• **WHAT THE EXERCISE ASKS**:
How many lines below include the word "position"? State that number and nothing else.

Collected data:

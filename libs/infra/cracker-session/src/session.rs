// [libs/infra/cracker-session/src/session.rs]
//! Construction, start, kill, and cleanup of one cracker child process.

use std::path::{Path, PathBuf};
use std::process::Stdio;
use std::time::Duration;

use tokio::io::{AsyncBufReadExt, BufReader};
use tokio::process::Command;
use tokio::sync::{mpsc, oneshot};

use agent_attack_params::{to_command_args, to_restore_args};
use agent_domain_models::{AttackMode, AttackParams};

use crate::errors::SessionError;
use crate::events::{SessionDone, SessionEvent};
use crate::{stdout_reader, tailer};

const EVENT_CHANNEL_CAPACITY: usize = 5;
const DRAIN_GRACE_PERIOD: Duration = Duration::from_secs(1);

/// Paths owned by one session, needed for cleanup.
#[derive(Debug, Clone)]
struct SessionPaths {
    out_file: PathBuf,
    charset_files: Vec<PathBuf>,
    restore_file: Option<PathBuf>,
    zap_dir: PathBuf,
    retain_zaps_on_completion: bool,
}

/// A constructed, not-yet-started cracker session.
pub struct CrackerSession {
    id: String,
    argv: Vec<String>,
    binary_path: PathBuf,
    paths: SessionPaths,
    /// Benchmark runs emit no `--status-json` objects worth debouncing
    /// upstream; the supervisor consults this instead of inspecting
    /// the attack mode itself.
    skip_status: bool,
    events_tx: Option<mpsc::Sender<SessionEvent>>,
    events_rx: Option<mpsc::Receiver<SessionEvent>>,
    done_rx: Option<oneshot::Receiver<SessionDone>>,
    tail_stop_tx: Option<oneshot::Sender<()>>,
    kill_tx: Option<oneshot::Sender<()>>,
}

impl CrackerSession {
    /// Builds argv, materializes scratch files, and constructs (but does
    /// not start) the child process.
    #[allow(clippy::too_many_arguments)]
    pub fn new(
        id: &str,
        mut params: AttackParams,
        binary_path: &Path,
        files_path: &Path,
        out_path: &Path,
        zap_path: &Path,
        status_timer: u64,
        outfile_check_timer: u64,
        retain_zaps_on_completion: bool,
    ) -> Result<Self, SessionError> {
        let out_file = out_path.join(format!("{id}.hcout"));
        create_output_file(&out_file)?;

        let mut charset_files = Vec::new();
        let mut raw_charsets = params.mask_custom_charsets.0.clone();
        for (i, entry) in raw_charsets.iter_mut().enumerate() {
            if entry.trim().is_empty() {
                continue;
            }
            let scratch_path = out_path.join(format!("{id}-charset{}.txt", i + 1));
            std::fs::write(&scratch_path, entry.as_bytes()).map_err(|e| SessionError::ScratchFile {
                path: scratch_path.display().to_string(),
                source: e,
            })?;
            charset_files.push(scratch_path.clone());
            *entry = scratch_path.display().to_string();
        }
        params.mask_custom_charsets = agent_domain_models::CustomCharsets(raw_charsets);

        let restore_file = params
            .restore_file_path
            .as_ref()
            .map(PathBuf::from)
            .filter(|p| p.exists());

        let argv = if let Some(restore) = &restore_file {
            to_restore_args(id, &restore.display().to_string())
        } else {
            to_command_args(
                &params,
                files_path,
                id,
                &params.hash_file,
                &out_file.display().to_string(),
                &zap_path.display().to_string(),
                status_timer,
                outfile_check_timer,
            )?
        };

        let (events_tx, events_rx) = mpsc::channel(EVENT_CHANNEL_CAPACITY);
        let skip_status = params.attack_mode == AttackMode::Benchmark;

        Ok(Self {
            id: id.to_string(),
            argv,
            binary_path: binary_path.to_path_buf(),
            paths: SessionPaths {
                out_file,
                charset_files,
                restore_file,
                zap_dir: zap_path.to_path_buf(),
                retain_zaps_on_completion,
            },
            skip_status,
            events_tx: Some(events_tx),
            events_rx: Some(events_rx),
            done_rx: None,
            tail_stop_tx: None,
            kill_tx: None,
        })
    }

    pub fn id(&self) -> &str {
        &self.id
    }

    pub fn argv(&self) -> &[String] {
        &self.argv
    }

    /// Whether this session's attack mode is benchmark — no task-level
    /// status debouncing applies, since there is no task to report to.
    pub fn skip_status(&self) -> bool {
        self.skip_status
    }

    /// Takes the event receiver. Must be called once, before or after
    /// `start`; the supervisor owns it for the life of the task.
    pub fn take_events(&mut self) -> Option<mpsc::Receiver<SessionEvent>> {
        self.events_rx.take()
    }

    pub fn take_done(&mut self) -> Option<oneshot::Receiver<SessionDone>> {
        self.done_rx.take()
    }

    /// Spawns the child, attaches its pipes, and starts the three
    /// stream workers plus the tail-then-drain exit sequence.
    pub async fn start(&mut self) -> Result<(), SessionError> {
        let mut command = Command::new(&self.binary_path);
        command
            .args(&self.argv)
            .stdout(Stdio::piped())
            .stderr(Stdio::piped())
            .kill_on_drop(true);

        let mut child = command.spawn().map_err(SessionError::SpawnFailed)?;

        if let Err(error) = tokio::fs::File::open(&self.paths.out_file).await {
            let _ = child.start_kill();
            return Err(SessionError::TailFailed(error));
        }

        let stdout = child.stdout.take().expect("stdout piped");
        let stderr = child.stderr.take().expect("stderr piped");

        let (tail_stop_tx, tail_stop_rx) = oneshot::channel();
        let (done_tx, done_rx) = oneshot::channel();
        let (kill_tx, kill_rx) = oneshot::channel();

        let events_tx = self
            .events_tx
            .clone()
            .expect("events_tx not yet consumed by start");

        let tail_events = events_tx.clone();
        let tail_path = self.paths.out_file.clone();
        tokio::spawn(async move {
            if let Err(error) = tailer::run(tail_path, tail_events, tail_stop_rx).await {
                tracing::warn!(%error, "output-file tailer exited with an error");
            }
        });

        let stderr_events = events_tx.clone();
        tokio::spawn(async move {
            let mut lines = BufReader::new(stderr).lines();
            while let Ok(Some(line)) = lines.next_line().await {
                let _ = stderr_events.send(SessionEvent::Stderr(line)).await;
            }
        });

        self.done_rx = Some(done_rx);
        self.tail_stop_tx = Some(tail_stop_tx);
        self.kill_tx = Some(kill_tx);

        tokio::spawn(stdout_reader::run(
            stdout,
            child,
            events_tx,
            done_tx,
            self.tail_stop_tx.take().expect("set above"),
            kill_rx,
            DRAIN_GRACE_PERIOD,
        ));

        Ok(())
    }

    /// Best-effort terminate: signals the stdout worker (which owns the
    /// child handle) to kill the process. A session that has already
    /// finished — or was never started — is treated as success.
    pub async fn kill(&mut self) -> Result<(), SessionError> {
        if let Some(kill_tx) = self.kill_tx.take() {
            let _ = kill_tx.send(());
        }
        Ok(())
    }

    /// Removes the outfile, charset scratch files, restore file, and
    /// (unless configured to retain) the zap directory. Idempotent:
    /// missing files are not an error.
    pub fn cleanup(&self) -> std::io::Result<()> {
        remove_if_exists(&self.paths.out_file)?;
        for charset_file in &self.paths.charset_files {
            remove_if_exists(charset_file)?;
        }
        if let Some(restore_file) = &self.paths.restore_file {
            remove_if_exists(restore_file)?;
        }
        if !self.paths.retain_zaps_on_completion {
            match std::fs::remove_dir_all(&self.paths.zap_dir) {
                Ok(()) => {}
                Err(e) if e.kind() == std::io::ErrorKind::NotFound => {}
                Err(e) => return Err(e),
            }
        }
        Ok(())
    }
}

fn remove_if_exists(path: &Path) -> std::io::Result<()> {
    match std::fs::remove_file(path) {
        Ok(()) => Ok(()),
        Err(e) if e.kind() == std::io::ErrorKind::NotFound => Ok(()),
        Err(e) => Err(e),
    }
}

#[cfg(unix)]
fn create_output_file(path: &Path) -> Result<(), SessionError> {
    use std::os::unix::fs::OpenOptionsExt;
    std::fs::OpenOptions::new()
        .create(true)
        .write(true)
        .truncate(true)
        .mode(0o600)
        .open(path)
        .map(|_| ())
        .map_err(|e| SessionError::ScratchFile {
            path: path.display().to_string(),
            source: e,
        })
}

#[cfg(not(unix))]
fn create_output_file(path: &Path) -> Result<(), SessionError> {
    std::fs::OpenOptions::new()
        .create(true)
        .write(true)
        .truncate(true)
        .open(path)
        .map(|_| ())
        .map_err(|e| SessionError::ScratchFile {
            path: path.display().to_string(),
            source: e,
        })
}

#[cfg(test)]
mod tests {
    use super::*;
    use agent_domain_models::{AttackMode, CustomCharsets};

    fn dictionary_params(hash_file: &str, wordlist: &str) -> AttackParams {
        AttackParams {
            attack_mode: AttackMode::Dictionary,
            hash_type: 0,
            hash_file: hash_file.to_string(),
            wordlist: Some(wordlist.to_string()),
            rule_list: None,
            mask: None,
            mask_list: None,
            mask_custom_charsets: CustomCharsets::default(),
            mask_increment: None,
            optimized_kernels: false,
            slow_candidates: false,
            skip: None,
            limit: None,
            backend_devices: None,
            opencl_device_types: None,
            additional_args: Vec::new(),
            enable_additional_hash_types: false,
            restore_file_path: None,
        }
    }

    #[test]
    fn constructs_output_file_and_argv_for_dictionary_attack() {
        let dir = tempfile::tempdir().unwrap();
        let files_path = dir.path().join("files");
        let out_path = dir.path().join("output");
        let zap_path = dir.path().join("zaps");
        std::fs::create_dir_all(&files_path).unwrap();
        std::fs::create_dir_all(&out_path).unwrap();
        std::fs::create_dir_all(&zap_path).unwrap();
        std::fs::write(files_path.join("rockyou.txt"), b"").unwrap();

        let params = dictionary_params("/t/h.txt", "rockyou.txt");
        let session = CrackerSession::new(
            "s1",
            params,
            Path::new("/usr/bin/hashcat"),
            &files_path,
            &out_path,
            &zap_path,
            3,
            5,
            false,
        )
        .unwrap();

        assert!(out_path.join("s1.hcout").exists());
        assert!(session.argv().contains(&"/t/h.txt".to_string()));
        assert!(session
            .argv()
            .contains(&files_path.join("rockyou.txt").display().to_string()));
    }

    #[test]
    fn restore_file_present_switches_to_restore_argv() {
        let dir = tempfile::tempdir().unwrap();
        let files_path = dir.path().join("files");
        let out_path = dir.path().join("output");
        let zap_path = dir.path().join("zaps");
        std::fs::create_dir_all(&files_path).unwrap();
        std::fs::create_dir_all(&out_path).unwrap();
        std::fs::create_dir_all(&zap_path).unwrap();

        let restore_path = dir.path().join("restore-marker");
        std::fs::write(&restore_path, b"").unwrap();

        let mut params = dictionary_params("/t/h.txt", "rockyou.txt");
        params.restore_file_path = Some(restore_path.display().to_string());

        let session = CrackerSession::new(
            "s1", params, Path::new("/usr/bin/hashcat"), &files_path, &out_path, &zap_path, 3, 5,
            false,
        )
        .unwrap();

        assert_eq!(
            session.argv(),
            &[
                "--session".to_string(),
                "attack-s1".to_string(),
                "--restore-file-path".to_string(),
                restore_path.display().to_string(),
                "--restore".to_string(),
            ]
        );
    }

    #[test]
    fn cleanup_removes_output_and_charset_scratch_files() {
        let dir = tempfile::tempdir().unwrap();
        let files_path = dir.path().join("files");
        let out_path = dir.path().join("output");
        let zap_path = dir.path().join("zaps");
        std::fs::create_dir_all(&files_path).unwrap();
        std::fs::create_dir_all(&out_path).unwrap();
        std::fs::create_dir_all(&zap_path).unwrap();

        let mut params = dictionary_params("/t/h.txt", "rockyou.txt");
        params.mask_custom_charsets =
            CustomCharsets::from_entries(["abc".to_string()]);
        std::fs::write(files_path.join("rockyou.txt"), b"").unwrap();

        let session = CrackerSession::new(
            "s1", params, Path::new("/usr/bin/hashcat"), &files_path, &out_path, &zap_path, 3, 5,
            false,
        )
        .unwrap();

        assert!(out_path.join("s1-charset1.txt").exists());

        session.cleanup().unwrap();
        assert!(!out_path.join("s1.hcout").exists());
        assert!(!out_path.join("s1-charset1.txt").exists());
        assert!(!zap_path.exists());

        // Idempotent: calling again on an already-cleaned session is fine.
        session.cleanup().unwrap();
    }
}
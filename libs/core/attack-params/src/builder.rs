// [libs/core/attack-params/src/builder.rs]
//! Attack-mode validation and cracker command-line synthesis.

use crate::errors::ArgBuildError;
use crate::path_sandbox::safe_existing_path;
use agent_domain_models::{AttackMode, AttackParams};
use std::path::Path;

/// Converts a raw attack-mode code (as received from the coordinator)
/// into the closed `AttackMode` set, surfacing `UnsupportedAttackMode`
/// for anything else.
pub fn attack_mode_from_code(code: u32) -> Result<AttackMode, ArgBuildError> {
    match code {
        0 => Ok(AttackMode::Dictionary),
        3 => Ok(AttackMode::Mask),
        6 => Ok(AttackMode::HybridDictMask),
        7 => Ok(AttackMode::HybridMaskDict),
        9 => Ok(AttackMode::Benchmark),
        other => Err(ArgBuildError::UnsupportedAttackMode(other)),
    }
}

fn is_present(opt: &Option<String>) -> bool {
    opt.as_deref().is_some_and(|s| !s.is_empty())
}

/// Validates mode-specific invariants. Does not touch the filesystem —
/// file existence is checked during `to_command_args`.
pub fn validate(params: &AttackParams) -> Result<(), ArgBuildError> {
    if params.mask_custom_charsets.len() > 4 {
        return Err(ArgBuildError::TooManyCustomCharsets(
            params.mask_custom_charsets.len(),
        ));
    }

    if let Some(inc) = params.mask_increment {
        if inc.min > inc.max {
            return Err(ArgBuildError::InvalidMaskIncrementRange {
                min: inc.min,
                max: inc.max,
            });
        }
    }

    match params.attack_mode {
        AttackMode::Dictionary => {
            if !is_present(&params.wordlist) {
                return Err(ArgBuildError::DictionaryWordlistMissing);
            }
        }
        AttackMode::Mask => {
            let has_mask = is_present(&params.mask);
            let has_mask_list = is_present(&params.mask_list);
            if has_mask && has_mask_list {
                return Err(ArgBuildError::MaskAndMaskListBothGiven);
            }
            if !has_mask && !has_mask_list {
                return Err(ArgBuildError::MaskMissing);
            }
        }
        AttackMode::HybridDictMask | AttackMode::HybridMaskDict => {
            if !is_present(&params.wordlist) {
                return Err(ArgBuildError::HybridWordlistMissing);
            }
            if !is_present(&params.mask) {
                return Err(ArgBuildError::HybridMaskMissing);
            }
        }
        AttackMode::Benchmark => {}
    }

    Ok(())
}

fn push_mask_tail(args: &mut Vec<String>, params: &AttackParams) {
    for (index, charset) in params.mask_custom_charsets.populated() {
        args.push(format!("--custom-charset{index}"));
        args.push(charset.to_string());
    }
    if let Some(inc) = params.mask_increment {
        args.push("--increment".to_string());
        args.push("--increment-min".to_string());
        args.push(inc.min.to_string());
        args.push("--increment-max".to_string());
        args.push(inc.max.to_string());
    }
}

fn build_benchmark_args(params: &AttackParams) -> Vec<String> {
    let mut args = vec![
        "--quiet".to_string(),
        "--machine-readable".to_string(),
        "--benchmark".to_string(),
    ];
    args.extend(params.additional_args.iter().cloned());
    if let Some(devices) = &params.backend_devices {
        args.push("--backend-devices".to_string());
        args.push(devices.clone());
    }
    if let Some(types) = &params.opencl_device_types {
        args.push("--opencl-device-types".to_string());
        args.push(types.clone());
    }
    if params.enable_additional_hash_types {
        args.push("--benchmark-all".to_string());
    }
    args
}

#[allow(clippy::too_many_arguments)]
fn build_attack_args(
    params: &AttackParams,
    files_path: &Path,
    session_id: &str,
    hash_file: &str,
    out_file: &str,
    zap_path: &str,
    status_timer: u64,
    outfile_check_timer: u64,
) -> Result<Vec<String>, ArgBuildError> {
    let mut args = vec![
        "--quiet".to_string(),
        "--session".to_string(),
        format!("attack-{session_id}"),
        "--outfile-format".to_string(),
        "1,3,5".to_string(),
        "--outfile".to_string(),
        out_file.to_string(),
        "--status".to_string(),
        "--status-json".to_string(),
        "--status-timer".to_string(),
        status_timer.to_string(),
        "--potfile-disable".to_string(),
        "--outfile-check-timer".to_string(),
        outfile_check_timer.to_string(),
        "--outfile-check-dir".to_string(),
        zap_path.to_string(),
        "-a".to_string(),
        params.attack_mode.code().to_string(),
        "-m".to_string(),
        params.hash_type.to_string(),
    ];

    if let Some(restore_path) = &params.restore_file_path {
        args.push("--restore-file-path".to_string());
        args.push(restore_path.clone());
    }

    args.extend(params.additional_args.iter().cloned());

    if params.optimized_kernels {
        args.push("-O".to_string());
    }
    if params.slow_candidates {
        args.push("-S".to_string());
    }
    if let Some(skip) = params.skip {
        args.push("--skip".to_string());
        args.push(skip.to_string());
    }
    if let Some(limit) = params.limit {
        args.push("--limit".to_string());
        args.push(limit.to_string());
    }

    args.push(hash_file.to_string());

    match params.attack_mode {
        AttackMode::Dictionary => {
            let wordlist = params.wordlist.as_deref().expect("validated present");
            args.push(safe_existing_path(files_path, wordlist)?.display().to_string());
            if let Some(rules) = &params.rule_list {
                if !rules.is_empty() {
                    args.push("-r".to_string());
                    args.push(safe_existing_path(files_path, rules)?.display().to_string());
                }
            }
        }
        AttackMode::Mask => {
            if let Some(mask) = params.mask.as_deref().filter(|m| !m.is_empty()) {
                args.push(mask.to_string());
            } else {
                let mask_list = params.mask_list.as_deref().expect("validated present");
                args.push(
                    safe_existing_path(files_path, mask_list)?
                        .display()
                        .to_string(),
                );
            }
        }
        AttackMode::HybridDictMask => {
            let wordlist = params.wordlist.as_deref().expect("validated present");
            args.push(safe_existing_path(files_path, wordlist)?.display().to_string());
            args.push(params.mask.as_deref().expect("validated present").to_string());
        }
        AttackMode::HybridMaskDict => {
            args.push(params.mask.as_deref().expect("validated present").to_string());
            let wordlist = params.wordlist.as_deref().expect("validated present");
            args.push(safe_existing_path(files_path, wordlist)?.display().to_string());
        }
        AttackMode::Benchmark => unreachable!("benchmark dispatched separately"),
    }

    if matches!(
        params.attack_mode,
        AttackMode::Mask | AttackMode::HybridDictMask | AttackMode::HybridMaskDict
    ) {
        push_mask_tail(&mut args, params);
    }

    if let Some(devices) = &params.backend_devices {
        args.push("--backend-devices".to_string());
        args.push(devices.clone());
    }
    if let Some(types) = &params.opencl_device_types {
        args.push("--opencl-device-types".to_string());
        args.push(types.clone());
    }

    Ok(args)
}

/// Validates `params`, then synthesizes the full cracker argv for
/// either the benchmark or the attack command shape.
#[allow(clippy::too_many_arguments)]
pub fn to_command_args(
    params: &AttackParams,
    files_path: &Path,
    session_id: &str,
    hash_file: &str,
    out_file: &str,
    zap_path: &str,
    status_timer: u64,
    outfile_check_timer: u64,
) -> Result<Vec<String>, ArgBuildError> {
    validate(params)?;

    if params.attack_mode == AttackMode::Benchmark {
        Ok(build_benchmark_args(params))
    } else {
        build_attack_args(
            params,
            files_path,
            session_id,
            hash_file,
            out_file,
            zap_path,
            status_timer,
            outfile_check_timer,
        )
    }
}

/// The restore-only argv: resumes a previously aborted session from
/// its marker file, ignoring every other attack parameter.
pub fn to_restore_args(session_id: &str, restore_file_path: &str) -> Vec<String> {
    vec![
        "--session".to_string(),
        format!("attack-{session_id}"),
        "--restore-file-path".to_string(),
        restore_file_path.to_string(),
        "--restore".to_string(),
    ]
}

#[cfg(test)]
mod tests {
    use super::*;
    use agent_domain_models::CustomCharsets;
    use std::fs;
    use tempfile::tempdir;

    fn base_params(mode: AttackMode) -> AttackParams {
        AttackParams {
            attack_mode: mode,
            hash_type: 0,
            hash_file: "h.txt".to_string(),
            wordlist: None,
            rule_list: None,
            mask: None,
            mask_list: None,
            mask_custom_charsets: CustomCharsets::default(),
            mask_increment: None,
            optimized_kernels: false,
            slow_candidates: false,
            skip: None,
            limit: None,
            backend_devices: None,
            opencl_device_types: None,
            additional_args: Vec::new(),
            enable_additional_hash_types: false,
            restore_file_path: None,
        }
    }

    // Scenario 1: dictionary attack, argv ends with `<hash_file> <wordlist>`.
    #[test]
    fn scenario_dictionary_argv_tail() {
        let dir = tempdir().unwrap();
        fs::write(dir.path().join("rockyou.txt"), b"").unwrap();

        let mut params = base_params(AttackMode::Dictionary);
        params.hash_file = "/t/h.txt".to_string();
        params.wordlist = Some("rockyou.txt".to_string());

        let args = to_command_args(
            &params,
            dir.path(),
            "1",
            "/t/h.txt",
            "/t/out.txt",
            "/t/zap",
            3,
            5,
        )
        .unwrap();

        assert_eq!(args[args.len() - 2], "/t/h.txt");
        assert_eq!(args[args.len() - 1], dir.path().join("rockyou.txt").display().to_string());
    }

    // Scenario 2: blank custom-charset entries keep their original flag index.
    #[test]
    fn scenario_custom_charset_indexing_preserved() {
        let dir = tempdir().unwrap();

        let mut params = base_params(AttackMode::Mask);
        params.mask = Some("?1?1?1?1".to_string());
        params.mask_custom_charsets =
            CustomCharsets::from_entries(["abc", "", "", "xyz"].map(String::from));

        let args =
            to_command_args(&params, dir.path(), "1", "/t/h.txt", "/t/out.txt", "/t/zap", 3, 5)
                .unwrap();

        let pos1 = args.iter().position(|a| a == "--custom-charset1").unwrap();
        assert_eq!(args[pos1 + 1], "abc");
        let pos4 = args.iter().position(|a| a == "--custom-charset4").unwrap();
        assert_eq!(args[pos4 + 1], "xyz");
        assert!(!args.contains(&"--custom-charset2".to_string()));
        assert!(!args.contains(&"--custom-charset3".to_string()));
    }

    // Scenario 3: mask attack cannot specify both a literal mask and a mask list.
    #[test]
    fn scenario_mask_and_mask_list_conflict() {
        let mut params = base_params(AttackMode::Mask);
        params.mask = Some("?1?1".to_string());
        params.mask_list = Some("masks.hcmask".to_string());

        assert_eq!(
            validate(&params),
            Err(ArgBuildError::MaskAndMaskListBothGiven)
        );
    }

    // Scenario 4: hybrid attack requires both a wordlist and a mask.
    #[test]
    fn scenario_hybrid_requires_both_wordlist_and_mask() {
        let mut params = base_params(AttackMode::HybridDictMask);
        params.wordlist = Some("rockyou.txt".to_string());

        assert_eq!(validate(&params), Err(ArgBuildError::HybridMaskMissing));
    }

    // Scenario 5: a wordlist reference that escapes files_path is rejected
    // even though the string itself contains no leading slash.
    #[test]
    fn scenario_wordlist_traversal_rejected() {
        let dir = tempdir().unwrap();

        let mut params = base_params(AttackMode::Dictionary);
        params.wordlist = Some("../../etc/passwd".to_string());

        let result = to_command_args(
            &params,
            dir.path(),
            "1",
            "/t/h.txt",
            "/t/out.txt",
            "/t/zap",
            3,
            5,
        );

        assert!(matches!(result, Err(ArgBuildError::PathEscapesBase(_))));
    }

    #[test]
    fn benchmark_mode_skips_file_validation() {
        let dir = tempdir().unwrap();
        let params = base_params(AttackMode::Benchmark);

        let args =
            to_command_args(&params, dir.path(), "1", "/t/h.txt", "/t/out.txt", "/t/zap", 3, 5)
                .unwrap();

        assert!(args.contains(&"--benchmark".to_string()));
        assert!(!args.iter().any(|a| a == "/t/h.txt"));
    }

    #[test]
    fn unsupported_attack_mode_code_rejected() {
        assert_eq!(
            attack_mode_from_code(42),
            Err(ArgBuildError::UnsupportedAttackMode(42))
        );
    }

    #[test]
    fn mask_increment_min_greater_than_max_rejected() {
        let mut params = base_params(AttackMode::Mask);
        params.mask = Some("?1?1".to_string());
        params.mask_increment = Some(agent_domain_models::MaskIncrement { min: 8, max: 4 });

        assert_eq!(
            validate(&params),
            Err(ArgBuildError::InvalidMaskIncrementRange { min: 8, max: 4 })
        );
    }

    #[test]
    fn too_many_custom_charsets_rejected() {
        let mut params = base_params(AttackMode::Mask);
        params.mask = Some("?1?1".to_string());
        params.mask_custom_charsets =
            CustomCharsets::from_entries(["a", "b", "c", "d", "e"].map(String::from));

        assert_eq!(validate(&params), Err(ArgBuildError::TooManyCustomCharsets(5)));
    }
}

• **RESPONSE**:
2